### Brief
The expected output is each line in the data below that includes the string "inserted".

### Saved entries
◇ ◇ ◇ ◇
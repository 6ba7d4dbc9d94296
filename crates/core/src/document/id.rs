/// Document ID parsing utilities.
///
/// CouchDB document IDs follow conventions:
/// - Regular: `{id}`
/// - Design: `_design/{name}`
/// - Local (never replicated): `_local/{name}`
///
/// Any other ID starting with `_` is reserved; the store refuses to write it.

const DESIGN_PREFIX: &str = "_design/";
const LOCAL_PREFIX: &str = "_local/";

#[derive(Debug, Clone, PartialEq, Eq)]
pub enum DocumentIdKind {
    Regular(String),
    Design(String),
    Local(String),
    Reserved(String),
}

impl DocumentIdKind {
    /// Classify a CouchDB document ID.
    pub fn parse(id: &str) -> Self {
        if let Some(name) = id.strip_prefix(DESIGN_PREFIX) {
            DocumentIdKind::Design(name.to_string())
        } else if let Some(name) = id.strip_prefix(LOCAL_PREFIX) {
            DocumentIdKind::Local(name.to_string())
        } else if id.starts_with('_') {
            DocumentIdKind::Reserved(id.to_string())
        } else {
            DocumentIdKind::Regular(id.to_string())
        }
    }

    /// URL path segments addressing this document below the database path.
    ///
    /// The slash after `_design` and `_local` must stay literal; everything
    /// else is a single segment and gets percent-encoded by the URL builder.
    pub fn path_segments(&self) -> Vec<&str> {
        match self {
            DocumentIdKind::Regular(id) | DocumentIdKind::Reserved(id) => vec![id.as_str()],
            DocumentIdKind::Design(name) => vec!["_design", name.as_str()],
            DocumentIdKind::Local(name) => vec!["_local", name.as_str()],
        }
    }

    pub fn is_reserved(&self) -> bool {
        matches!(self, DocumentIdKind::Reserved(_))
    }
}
◇ ◇ ◇ ◇
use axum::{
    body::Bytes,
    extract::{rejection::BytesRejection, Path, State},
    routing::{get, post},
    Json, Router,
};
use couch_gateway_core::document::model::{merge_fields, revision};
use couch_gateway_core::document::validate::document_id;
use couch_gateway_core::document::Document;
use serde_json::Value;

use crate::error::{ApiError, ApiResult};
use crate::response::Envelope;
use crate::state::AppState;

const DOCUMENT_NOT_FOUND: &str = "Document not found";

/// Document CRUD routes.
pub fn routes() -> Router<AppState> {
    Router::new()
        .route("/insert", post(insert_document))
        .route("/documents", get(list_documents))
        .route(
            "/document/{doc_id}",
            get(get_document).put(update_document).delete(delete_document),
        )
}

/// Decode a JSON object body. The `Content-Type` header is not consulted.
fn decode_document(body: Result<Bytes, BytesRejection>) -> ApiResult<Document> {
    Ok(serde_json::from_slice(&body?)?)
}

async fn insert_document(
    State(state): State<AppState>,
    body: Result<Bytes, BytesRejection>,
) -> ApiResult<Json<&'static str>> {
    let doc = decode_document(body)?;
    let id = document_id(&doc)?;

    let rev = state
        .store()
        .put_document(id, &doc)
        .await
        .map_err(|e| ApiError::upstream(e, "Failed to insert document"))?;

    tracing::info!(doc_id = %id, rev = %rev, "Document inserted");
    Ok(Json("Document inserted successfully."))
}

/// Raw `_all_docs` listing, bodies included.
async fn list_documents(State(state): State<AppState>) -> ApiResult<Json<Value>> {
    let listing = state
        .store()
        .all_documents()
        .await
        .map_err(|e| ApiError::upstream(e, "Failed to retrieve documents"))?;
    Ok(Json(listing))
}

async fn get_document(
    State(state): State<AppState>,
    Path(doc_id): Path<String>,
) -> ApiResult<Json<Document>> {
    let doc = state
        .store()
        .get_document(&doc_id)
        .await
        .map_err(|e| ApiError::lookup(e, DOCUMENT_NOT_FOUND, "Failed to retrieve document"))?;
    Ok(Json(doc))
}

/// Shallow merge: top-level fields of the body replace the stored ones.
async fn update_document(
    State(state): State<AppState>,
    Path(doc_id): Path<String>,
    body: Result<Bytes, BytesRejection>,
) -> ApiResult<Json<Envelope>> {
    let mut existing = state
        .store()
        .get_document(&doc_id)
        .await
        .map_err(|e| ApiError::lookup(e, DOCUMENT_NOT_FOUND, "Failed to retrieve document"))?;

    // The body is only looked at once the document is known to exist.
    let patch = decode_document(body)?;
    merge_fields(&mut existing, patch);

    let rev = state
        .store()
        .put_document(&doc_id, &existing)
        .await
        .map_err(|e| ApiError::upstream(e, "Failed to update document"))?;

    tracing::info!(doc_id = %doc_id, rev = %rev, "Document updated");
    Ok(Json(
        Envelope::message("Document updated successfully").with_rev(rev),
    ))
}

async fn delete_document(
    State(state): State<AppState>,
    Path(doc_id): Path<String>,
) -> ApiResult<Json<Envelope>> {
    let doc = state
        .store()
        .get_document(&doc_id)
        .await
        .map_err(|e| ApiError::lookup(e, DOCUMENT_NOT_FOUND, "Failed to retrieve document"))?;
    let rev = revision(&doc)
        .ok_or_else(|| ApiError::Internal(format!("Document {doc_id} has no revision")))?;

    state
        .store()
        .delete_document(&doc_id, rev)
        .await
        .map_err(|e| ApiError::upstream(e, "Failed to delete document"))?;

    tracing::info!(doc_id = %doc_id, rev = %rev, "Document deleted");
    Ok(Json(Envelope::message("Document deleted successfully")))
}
◇ ◇ ◇ ◇
### Written answer
    tracing::info!(doc_id = %id, rev = %rev, "Document inserted");
    Ok(Json("Document inserted successfully."))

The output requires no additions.